> WORK REQUEST: A complete copy of the entries, exactly as written, is the expected result.

Source records:

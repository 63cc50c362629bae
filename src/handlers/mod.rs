pub mod activities;
pub mod auth;
pub mod categories;
pub mod common;
pub mod health;
pub mod products;
pub mod reports;

// Re-export AppState so handler modules can import it as crate::handlers::AppState
pub use crate::AppState;
use std::{net::SocketAddr, sync::Arc};

use anyhow::{anyhow, Context};
use clap::{Parser, Subcommand};
use tokio::signal;
use tracing::{error, info};

use bengkel_inventory as api;

#[derive(Debug, Parser)]
#[command(name = "bengkel-inventory", version, about = "Repair shop inventory API")]
struct Cli {
    #[command(subcommand)]
    command: Option<Command>,
}

#[derive(Debug, Subcommand)]
enum Command {
    /// Run the HTTP server (default)
    Serve,
    /// Apply pending database migrations and exit
    Migrate,
}

#[tokio::main]
async fn main() -> anyhow::Result<()> {
    let cli = Cli::parse();

    let cfg = api::config::load_config().context("failed to load configuration")?;
    api::config::init_tracing(cfg.log_level(), cfg.log_json);

    let db_pool = api::db::establish_connection_from_app_config(&cfg)
        .await
        .context("failed to connect to the database")?;

    match cli.command.unwrap_or(Command::Serve) {
        Command::Migrate => {
            api::db::run_migrations(&db_pool)
                .await
                .context("failed running migrations")?;
            info!("migrations applied");
            api::db::close_pool(db_pool).await?;
            Ok(())
        }
        Command::Serve => serve(cfg, db_pool).await,
    }
}

async fn serve(cfg: api::config::AppConfig, db_pool: api::db::DbPool) -> anyhow::Result<()> {
    if cfg.auto_migrate {
        api::db::run_migrations(&db_pool).await.map_err(|e| {
            error!("Failed running migrations: {}", e);
            e
        })?;
    }

    let cors_layer = api::cors_layer(&cfg).ok_or_else(|| {
        anyhow!("Missing CORS configuration: set APP__CORS_ALLOWED_ORIGINS or APP__CORS_ALLOW_ANY_ORIGIN=true")
    })?;

    let addr: SocketAddr = format!("{}:{}", cfg.host, cfg.port)
        .parse()
        .with_context(|| format!("invalid listen address {}:{}", cfg.host, cfg.port))?;

    let db_arc = Arc::new(db_pool);
    let state = Arc::new(api::AppState::new(db_arc.clone(), cfg));

    if let Some((email, password)) = state.config.bootstrap_admin() {
        let created = state
            .services
            .users
            .ensure_admin(email, password, &state.config.bootstrap_admin_name)
            .await
            .context("failed to bootstrap admin account")?;
        if created {
            info!(email, "bootstrap admin account created");
        }
    }

    api::handlers::health::init_start_time();
    let app = api::build_router(state).layer(cors_layer);

    info!("bengkel-inventory listening on http://{}", addr);
    let listener = tokio::net::TcpListener::bind(addr).await?;

    axum::serve(listener, app.into_make_service())
        .with_graceful_shutdown(shutdown_signal())
        .await?;

    info!("server stopped, closing database pool");
    if let Some(pool) = Arc::into_inner(db_arc) {
        api::db::close_pool(pool).await?;
    }

    Ok(())
}

async fn shutdown_signal() {
    let ctrl_c = async {
        if let Err(e) = signal::ctrl_c().await {
            error!("failed to install Ctrl+C handler: {}", e);
            std::future::pending::<()>().await;
        }
    };

    #[cfg(unix)]
    let terminate = async {
        use tokio::signal::unix::{signal, SignalKind};

        match signal(SignalKind::terminate()) {
            Ok(mut sigterm) => {
                sigterm.recv().await;
            }
            Err(e) => {
                error!("failed to install SIGTERM handler: {}", e);
                std::future::pending::<()>().await;
            }
        }
    };

    #[cfg(not(unix))]
    let terminate = std::future::pending::<()>();

    tokio::select! {
        _ = ctrl_c => {},
        _ = terminate => {},
    }
}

> ANSWER SPACE:
repository 63cc50c362629bae
filename src/handlers/mod.rs
pub mod activities;
pub mod auth;
pub mod categories;
pub mod common;
pub mod health;
pub mod products;
pub mod reports;

// Re-export AppState so handler modules can import it as crate::handlers::AppState
pub use crate::AppState;
use std::{net::SocketAddr, sync::Arc};

use anyhow::{anyhow, Context};
use clap::{Parser, Subcommand};
use tokio::signal;
use tracing::{error, info};

use bengkel_inventory as api;

#[derive(Debug, Parser)]
#[command(name = "bengkel-inventory", version, about = "Repair shop inventory API")]
struct Cli {
    #[command(subcommand)]
    command: Option<Command>,
}

#[derive(Debug, Subcommand)]
enum Command {
    /// Run the HTTP server (default)
    Serve,
    /// Apply pending database migrations and exit
    Migrate,
}

#[tokio::main]
async fn main() -> anyhow::Result<()> {
    let cli = Cli::parse();

    let cfg = api::config::load_config().context("failed to load configuration")?;
    api::config::init_tracing(cfg.log_level(), cfg.log_json);

    let db_pool = api::db::establish_connection_from_app_config(&cfg)
        .await
        .context("failed to connect to the database")?;

    match cli.command.unwrap_or(Command::Serve) {
        Command::Migrate => {
            api::db::run_migrations(&db_pool)
                .await
                .context("failed running migrations")?;
            info!("migrations applied");
            api::db::close_pool(db_pool).await?;
            Ok(())
        }
        Command::Serve => serve(cfg, db_pool).await,
    }
}

async fn serve(cfg: api::config::AppConfig, db_pool: api::db::DbPool) -> anyhow::Result<()> {
    if cfg.auto_migrate {
        api::db::run_migrations(&db_pool).await.map_err(|e| {
            error!("Failed running migrations: {}", e);
            e
        })?;
    }

    let cors_layer = api::cors_layer(&cfg).ok_or_else(|| {
        anyhow!("Missing CORS configuration: set APP__CORS_ALLOWED_ORIGINS or APP__CORS_ALLOW_ANY_ORIGIN=true")
    })?;

    let addr: SocketAddr = format!("{}:{}", cfg.host, cfg.port)
        .parse()
        .with_context(|| format!("invalid listen address {}:{}", cfg.host, cfg.port))?;

    let db_arc = Arc::new(db_pool);
    let state = Arc::new(api::AppState::new(db_arc.clone(), cfg));

    if let Some((email, password)) = state.config.bootstrap_admin() {
        let created = state
            .services
            .users
            .ensure_admin(email, password, &state.config.bootstrap_admin_name)
            .await
            .context("failed to bootstrap admin account")?;
        if created {
            info!(email, "bootstrap admin account created");
        }
    }

    api::handlers::health::init_start_time();
    let app = api::build_router(state).layer(cors_layer);

    info!("bengkel-inventory listening on http://{}", addr);
    let listener = tokio::net::TcpListener::bind(addr).await?;

    axum::serve(listener, app.into_make_service())
        .with_graceful_shutdown(shutdown_signal())
        .await?;

    info!("server stopped, closing database pool");
    if let Some(pool) = Arc::into_inner(db_arc) {
        api::db::close_pool(pool).await?;
    }

    Ok(())
}

async fn shutdown_signal() {
    let ctrl_c = async {
        if let Err(e) = signal::ctrl_c().await {
            error!("failed to install Ctrl+C handler: {}", e);
            std::future::pending::<()>().await;
        }
    };

    #[cfg(unix)]
    let terminate = async {
        use tokio::signal::unix::{signal, SignalKind};

        match signal(SignalKind::terminate()) {
            Ok(mut sigterm) => {
                sigterm.recv().await;
            }
            Err(e) => {
                error!("failed to install SIGTERM handler: {}", e);
                std::future::pending::<()>().await;
            }
        }
    };

    #[cfg(not(unix))]
    let terminate = std::future::pending::<()>();

    tokio::select! {
        _ = ctrl_c => {},
        _ = terminate => {},
    }
}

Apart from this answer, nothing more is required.